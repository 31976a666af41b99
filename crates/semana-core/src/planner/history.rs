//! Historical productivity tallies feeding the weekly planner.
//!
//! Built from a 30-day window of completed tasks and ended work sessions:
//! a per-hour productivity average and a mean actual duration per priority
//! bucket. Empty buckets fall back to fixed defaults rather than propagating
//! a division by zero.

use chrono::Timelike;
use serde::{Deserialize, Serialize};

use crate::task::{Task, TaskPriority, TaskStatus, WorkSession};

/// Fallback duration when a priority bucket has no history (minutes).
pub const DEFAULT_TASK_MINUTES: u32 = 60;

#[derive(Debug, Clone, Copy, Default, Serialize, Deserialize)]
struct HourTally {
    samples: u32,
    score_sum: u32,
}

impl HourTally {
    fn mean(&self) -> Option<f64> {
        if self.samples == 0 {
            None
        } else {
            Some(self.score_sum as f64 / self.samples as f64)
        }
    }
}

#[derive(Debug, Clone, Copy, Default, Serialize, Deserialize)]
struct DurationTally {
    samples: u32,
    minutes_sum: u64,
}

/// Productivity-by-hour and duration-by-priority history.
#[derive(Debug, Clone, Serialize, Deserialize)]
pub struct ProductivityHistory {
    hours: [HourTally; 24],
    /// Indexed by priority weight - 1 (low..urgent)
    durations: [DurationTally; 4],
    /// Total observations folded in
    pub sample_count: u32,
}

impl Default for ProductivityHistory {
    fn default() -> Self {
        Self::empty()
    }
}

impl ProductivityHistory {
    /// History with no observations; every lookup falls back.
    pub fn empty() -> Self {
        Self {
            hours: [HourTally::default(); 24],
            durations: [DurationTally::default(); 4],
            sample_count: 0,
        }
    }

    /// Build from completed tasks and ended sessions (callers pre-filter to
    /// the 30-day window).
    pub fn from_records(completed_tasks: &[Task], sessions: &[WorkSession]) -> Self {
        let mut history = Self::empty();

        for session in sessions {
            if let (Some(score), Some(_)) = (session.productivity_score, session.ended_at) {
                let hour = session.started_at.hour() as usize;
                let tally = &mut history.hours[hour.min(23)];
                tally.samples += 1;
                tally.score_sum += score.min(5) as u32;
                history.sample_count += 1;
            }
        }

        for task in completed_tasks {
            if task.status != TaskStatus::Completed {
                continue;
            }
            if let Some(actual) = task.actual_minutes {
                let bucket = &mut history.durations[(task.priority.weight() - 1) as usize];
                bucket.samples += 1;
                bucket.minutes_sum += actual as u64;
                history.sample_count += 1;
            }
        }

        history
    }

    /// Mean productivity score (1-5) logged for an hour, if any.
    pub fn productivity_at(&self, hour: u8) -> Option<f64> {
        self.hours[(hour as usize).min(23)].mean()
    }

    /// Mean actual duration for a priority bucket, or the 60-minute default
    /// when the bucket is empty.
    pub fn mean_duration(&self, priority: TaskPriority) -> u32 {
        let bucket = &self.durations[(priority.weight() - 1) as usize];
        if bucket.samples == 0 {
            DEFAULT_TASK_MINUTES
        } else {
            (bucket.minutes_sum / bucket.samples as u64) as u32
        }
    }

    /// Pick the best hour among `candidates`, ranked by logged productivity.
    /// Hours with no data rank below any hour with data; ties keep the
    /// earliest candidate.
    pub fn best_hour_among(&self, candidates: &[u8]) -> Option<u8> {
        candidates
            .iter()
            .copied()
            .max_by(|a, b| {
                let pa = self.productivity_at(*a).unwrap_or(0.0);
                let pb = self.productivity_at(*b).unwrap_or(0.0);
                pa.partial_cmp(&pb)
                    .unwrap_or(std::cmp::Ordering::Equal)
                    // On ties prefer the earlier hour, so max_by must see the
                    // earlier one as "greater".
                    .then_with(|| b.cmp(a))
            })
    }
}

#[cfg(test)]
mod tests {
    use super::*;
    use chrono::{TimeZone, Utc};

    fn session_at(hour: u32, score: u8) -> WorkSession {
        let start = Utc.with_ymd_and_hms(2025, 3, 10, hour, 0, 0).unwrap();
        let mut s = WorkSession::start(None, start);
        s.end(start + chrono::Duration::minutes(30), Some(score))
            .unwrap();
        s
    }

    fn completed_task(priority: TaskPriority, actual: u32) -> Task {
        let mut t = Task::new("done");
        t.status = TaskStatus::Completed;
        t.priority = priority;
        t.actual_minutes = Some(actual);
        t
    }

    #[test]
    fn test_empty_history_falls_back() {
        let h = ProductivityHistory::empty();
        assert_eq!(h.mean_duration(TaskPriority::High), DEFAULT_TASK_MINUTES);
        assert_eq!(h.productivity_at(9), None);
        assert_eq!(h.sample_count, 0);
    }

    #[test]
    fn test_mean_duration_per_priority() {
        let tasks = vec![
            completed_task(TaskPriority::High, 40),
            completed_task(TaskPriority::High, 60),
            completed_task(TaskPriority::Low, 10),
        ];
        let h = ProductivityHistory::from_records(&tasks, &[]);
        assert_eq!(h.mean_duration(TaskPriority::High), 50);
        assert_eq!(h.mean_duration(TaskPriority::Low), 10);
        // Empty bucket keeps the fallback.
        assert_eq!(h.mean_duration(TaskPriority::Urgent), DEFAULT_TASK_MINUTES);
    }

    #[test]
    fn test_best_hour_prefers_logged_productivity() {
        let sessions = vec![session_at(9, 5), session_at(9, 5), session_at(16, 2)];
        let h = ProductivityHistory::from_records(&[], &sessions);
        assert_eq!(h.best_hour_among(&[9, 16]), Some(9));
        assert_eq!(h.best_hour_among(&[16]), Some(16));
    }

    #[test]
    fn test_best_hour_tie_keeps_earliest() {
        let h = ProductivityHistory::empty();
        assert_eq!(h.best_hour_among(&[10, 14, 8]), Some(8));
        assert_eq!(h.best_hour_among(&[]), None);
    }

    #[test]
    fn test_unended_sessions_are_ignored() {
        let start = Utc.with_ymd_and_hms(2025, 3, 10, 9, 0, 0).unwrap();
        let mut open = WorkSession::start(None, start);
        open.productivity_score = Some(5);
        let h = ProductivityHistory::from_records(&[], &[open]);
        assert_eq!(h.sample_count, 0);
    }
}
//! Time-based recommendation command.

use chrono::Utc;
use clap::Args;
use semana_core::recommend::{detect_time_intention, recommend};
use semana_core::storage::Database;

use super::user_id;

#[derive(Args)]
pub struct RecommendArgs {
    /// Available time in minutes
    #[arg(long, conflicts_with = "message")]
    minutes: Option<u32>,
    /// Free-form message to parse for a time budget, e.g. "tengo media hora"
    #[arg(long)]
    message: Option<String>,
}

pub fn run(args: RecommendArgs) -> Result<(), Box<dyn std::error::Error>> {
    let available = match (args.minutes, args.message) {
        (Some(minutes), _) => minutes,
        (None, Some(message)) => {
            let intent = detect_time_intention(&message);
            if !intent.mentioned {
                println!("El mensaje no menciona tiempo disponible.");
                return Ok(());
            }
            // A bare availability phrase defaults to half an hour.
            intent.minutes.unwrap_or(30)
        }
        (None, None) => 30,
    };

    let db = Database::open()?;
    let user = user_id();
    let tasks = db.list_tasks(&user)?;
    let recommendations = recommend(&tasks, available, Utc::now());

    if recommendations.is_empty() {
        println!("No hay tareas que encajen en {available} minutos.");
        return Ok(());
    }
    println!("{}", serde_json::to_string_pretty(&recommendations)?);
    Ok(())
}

- _Exercise goal_
Your response must consist of all the records, retyped exactly.

- _The answer_
repository 31976a666af41b99
filename crates/semana-core/src/planner/history.rs
//! Historical productivity tallies feeding the weekly planner.
//!
//! Built from a 30-day window of completed tasks and ended work sessions:
//! a per-hour productivity average and a mean actual duration per priority
//! bucket. Empty buckets fall back to fixed defaults rather than propagating
//! a division by zero.

use chrono::Timelike;
use serde::{Deserialize, Serialize};

use crate::task::{Task, TaskPriority, TaskStatus, WorkSession};

/// Fallback duration when a priority bucket has no history (minutes).
pub const DEFAULT_TASK_MINUTES: u32 = 60;

#[derive(Debug, Clone, Copy, Default, Serialize, Deserialize)]
struct HourTally {
    samples: u32,
    score_sum: u32,
}

impl HourTally {
    fn mean(&self) -> Option<f64> {
        if self.samples == 0 {
            None
        } else {
            Some(self.score_sum as f64 / self.samples as f64)
        }
    }
}

#[derive(Debug, Clone, Copy, Default, Serialize, Deserialize)]
struct DurationTally {
    samples: u32,
    minutes_sum: u64,
}

/// Productivity-by-hour and duration-by-priority history.
#[derive(Debug, Clone, Serialize, Deserialize)]
pub struct ProductivityHistory {
    hours: [HourTally; 24],
    /// Indexed by priority weight - 1 (low..urgent)
    durations: [DurationTally; 4],
    /// Total observations folded in
    pub sample_count: u32,
}

impl Default for ProductivityHistory {
    fn default() -> Self {
        Self::empty()
    }
}

impl ProductivityHistory {
    /// History with no observations; every lookup falls back.
    pub fn empty() -> Self {
        Self {
            hours: [HourTally::default(); 24],
            durations: [DurationTally::default(); 4],
            sample_count: 0,
        }
    }

    /// Build from completed tasks and ended sessions (callers pre-filter to
    /// the 30-day window).
    pub fn from_records(completed_tasks: &[Task], sessions: &[WorkSession]) -> Self {
        let mut history = Self::empty();

        for session in sessions {
            if let (Some(score), Some(_)) = (session.productivity_score, session.ended_at) {
                let hour = session.started_at.hour() as usize;
                let tally = &mut history.hours[hour.min(23)];
                tally.samples += 1;
                tally.score_sum += score.min(5) as u32;
                history.sample_count += 1;
            }
        }

        for task in completed_tasks {
            if task.status != TaskStatus::Completed {
                continue;
            }
            if let Some(actual) = task.actual_minutes {
                let bucket = &mut history.durations[(task.priority.weight() - 1) as usize];
                bucket.samples += 1;
                bucket.minutes_sum += actual as u64;
                history.sample_count += 1;
            }
        }

        history
    }

    /// Mean productivity score (1-5) logged for an hour, if any.
    pub fn productivity_at(&self, hour: u8) -> Option<f64> {
        self.hours[(hour as usize).min(23)].mean()
    }

    /// Mean actual duration for a priority bucket, or the 60-minute default
    /// when the bucket is empty.
    pub fn mean_duration(&self, priority: TaskPriority) -> u32 {
        let bucket = &self.durations[(priority.weight() - 1) as usize];
        if bucket.samples == 0 {
            DEFAULT_TASK_MINUTES
        } else {
            (bucket.minutes_sum / bucket.samples as u64) as u32
        }
    }

    /// Pick the best hour among `candidates`, ranked by logged productivity.
    /// Hours with no data rank below any hour with data; ties keep the
    /// earliest candidate.
    pub fn best_hour_among(&self, candidates: &[u8]) -> Option<u8> {
        candidates
            .iter()
            .copied()
            .max_by(|a, b| {
                let pa = self.productivity_at(*a).unwrap_or(0.0);
                let pb = self.productivity_at(*b).unwrap_or(0.0);
                pa.partial_cmp(&pb)
                    .unwrap_or(std::cmp::Ordering::Equal)
                    // On ties prefer the earlier hour, so max_by must see the
                    // earlier one as "greater".
                    .then_with(|| b.cmp(a))
            })
    }
}

#[cfg(test)]
mod tests {
    use super::*;
    use chrono::{TimeZone, Utc};

    fn session_at(hour: u32, score: u8) -> WorkSession {
        let start = Utc.with_ymd_and_hms(2025, 3, 10, hour, 0, 0).unwrap();
        let mut s = WorkSession::start(None, start);
        s.end(start + chrono::Duration::minutes(30), Some(score))
            .unwrap();
        s
    }

    fn completed_task(priority: TaskPriority, actual: u32) -> Task {
        let mut t = Task::new("done");
        t.status = TaskStatus::Completed;
        t.priority = priority;
        t.actual_minutes = Some(actual);
        t
    }

    #[test]
    fn test_empty_history_falls_back() {
        let h = ProductivityHistory::empty();
        assert_eq!(h.mean_duration(TaskPriority::High), DEFAULT_TASK_MINUTES);
        assert_eq!(h.productivity_at(9), None);
        assert_eq!(h.sample_count, 0);
    }

    #[test]
    fn test_mean_duration_per_priority() {
        let tasks = vec![
            completed_task(TaskPriority::High, 40),
            completed_task(TaskPriority::High, 60),
            completed_task(TaskPriority::Low, 10),
        ];
        let h = ProductivityHistory::from_records(&tasks, &[]);
        assert_eq!(h.mean_duration(TaskPriority::High), 50);
        assert_eq!(h.mean_duration(TaskPriority::Low), 10);
        // Empty bucket keeps the fallback.
        assert_eq!(h.mean_duration(TaskPriority::Urgent), DEFAULT_TASK_MINUTES);
    }

    #[test]
    fn test_best_hour_prefers_logged_productivity() {
        let sessions = vec![session_at(9, 5), session_at(9, 5), session_at(16, 2)];
        let h = ProductivityHistory::from_records(&[], &sessions);
        assert_eq!(h.best_hour_among(&[9, 16]), Some(9));
        assert_eq!(h.best_hour_among(&[16]), Some(16));
    }

    #[test]
    fn test_best_hour_tie_keeps_earliest() {
        let h = ProductivityHistory::empty();
        assert_eq!(h.best_hour_among(&[10, 14, 8]), Some(8));
        assert_eq!(h.best_hour_among(&[]), None);
    }

    #[test]
    fn test_unended_sessions_are_ignored() {
        let start = Utc.with_ymd_and_hms(2025, 3, 10, 9, 0, 0).unwrap();
        let mut open = WorkSession::start(None, start);
        open.productivity_score = Some(5);
        let h = ProductivityHistory::from_records(&[], &[open]);
        assert_eq!(h.sample_count, 0);
    }
}
//! Time-based recommendation command.

use chrono::Utc;
use clap::Args;
use semana_core::recommend::{detect_time_intention, recommend};
use semana_core::storage::Database;

use super::user_id;

#[derive(Args)]
pub struct RecommendArgs {
    /// Available time in minutes
    #[arg(long, conflicts_with = "message")]
    minutes: Option<u32>,
    /// Free-form message to parse for a time budget, e.g. "tengo media hora"
    #[arg(long)]
    message: Option<String>,
}

pub fn run(args: RecommendArgs) -> Result<(), Box<dyn std::error::Error>> {
    let available = match (args.minutes, args.message) {
        (Some(minutes), _) => minutes,
        (None, Some(message)) => {
            let intent = detect_time_intention(&message);
            if !intent.mentioned {
                println!("El mensaje no menciona tiempo disponible.");
                return Ok(());
            }
            // A bare availability phrase defaults to half an hour.
            intent.minutes.unwrap_or(30)
        }
        (None, None) => 30,
    };

    let db = Database::open()?;
    let user = user_id();
    let tasks = db.list_tasks(&user)?;
    let recommendations = recommend(&tasks, available, Utc::now());

    if recommendations.is_empty() {
        println!("No hay tareas que encajen en {available} minutos.");
        return Ok(());
    }
    println!("{}", serde_json::to_string_pretty(&recommendations)?);
    Ok(())
}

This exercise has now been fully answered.